A estos aficionados a tantas condenas y juicios, que se jactan de las multitudes que les jalean sus exabruptos, no tendría nada que decirles. Solamente me gustaría verlos pasando una semana en la parroquia del Kilómetro Cinco de Bangui, o aguantando durante tres días las impertinencias de los niños soldado de los que se ocupan las monjas, o intentando hacer equilibrios imposibles llevando adelante una escuela con su correspondiente administración viendo que cada día aumentan los niños que necesitan educación y disminuyen los fondos para cubrir los gastos esenciales. Todo esto, naturalmente, viviendo en un ambiente en el que el día menos pensado te pilla una matata mingui de rebeldes con el machete en la mano que arrasan tu parroquia o te agarra un paludismo que te deja tirado más de una semana con fiebres de 40 grados para arriba.

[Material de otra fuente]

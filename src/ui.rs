use itertools::Itertools;
use ratatui::{
    buffer::Buffer,
    layout::{Alignment, Constraint, Direction, Layout, Rect},
    style::{Color, Modifier, Style},
    text::{Line, Span},
    widgets::{Block, Borders, Paragraph, Widget, Wrap},
};
use unicode_width::UnicodeWidthStr;

use crate::{
    app::{App, AppState},
    clock::Clock,
    metrics::CharState,
    session::Session,
};

const HORIZONTAL_MARGIN: u16 = 5;
const VERTICAL_MARGIN: u16 = 2;

fn display_char(c: char, state: CharState) -> char {
    match (c, state) {
        (' ', CharState::Incorrect) => '·',
        (c, _) => c,
    }
}

/// Colored spans for the target text, cursor underlined
pub fn target_spans(session: &Session) -> Vec<Span<'static>> {
    let bold = Style::default().add_modifier(Modifier::BOLD);
    let green = bold.fg(Color::Green);
    let red = bold.fg(Color::Red).add_modifier(Modifier::CROSSED_OUT);
    let dim = bold.add_modifier(Modifier::DIM);
    let cursor_style = dim.add_modifier(Modifier::UNDERLINED);

    let chars = session.target().chars().collect::<Vec<_>>();
    let states = session.classification();
    let cursor = session.typed_len().min(chars.len());

    let mut spans = states[..cursor]
        .iter()
        .zip(&chars[..cursor])
        .chunk_by(|(state, _)| **state)
        .into_iter()
        .map(|(state, run)| {
            let text = run
                .map(|(s, c)| display_char(*c, *s))
                .collect::<String>();
            let style = if state == CharState::Correct { green } else { red };
            Span::styled(text, style)
        })
        .collect::<Vec<_>>();

    if cursor < chars.len() {
        spans.push(Span::styled(chars[cursor].to_string(), cursor_style));
        let rest = chars[cursor + 1..].iter().collect::<String>();
        if !rest.is_empty() {
            spans.push(Span::styled(rest, dim));
        }
    }

    // anything typed past the end of the target
    let extra = session.typed().chars().skip(chars.len()).collect::<String>();
    if !extra.is_empty() {
        spans.push(Span::styled(extra, red));
    }

    spans
}

pub fn stats_line(session: &Session, show_wrong_percent: bool) -> String {
    let mut line = format!("{} wpm   {}% acc", session.wpm(), session.accuracy());
    if show_wrong_percent {
        line.push_str(&format!("   {}% wrong", session.wrong_percent()));
    }
    line.push_str(&format!("   {} chars", session.typed_len()));
    line
}

impl<C: Clock> Widget for &App<C> {
    fn render(self, area: Rect, buf: &mut Buffer) {
        let session = self.session();
        let bold_style = Style::default().add_modifier(Modifier::BOLD);
        let italic_style = Style::default().add_modifier(Modifier::ITALIC);

        let max_chars_per_line = area.width.saturating_sub(HORIZONTAL_MARGIN * 2).max(1);
        let over_typed = session
            .typed_len()
            .saturating_sub(session.target().chars().count());
        let prompt_width = session.target().width() + over_typed;
        let prompt_lines = if prompt_width <= max_chars_per_line as usize {
            1
        } else {
            ((prompt_width as f64 / max_chars_per_line as f64).ceil() + 1.0) as u16
        };
        let results_lines = if self.state == AppState::Results { 5 } else { 0 };
        let padding = area
            .height
            .saturating_sub(prompt_lines + results_lines + 4)
            / 2;

        let chunks = Layout::default()
            .direction(Direction::Vertical)
            .horizontal_margin(HORIZONTAL_MARGIN)
            .constraints([
                Constraint::Length(padding),
                Constraint::Length(prompt_lines),
                Constraint::Length(1), // padding
                Constraint::Length(1), // live stats
                Constraint::Length(results_lines),
                Constraint::Min(0),
                Constraint::Length(1), // legend
            ])
            .split(area);

        Paragraph::new(Line::from(target_spans(session)))
            .alignment(if prompt_lines == 1 {
                Alignment::Center
            } else {
                Alignment::Left
            })
            .wrap(Wrap { trim: true })
            .render(chunks[1], buf);

        Paragraph::new(Span::styled(
            stats_line(session, self.show_wrong_percent),
            bold_style,
        ))
        .alignment(Alignment::Center)
        .render(chunks[3], buf);

        let legend = match self.state {
            AppState::Typing => "(tab) new / (ctrl+r) restart / (ctrl+f) finish / (esc) quit",
            AppState::Results => {
                let secs = session.elapsed_ms(self.now()) as f64 / 1000.0;
                let summary = format!(
                    "Final WPM: {}\nFinal Accuracy: {}%\nTime: {:.1}s",
                    session.wpm(),
                    session.accuracy(),
                    secs
                );
                Paragraph::new(summary)
                    .block(
                        Block::default()
                            .borders(Borders::ALL)
                            .title("Test Complete")
                            .border_style(Style::default().fg(Color::Green)),
                    )
                    .style(Style::default().fg(Color::Green))
                    .alignment(Alignment::Center)
                    .render(chunks[4], buf);

                "(r)etry / (n)ew / (esc)ape"
            }
        };

        Paragraph::new(Span::styled(legend, italic_style))
            .alignment(Alignment::Center)
            .render(chunks[6], buf);
    }
}

/// Vertical margin around the whole screen
pub fn screen_area(area: Rect) -> Rect {
    let v = VERTICAL_MARGIN.min(area.height / 4);
    Rect {
        y: area.y + v,
        height: area.height.saturating_sub(v * 2),
        ..area
    }
}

Y, por cierto, he conocido a unos cuantos periodistas agnósticos que, cuando he tenido que acompañarlos en algún país de África y les he preguntado “¿dónde quieres que te lleve?” me han respondido sin dudarlo “a alguna comunidad de misioneros o de monjas”. Y cuando he leído después lo que han escrito me pregunto por qué precisamente ellos se dan cuenta de una realidad que otros, supuestamente más católicos que el Papa, no quieren ver.